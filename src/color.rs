use eframe::egui::Color32;
use palette::{Hsl, IntoColor, Srgb};

// ---------------------------------------------------------------------------
// Color palette generator
// ---------------------------------------------------------------------------

/// Generates `n` visually distinct colours using evenly spaced hues.
pub fn generate_palette(n: usize) -> Vec<Color32> {
    if n == 0 {
        return Vec::new();
    }
    (0..n)
        .map(|i| {
            let hue = (i as f32 / n as f32) * 360.0;
            let hsl = Hsl::new(hue, 0.75, 0.55);
            let rgb: Srgb = hsl.into_color();
            Color32::from_rgb(
                (rgb.red * 255.0) as u8,
                (rgb.green * 255.0) as u8,
                (rgb.blue * 255.0) as u8,
            )
        })
        .collect()
}

#[cfg(test)]
mod tests {
    use super::*;

    #[test]
    fn palette_has_requested_size_and_distinct_colors() {
        assert!(generate_palette(0).is_empty());
        let colors = generate_palette(3);
        assert_eq!(colors.len(), 3);
        assert_ne!(colors[0], colors[1]);
        assert_ne!(colors[1], colors[2]);
    }
}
═══
Exercise directions
Please print the full listing shown above, exactly as it appears.

Written response
filename src/color.rs
use eframe::egui::Color32;
use palette::{Hsl, IntoColor, Srgb};

// ---------------------------------------------------------------------------
// Color palette generator
// ---------------------------------------------------------------------------

/// Generates `n` visually distinct colours using evenly spaced hues.
pub fn generate_palette(n: usize) -> Vec<Color32> {
    if n == 0 {
        return Vec::new();
    }
    (0..n)
        .map(|i| {
            let hue = (i as f32 / n as f32) * 360.0;
            let hsl = Hsl::new(hue, 0.75, 0.55);
            let rgb: Srgb = hsl.into_color();
            Color32::from_rgb(
                (rgb.red * 255.0) as u8,
                (rgb.green * 255.0) as u8,
                (rgb.blue * 255.0) as u8,
            )
        })
        .collect()
}

#[cfg(test)]
mod tests {
    use super::*;

    #[test]
    fn palette_has_requested_size_and_distinct_colors() {
        assert!(generate_palette(0).is_empty());
        let colors = generate_palette(3);
        assert_eq!(colors.len(), 3);
        assert_ne!(colors[0], colors[1]);
        assert_ne!(colors[1], colors[2]);
    }
}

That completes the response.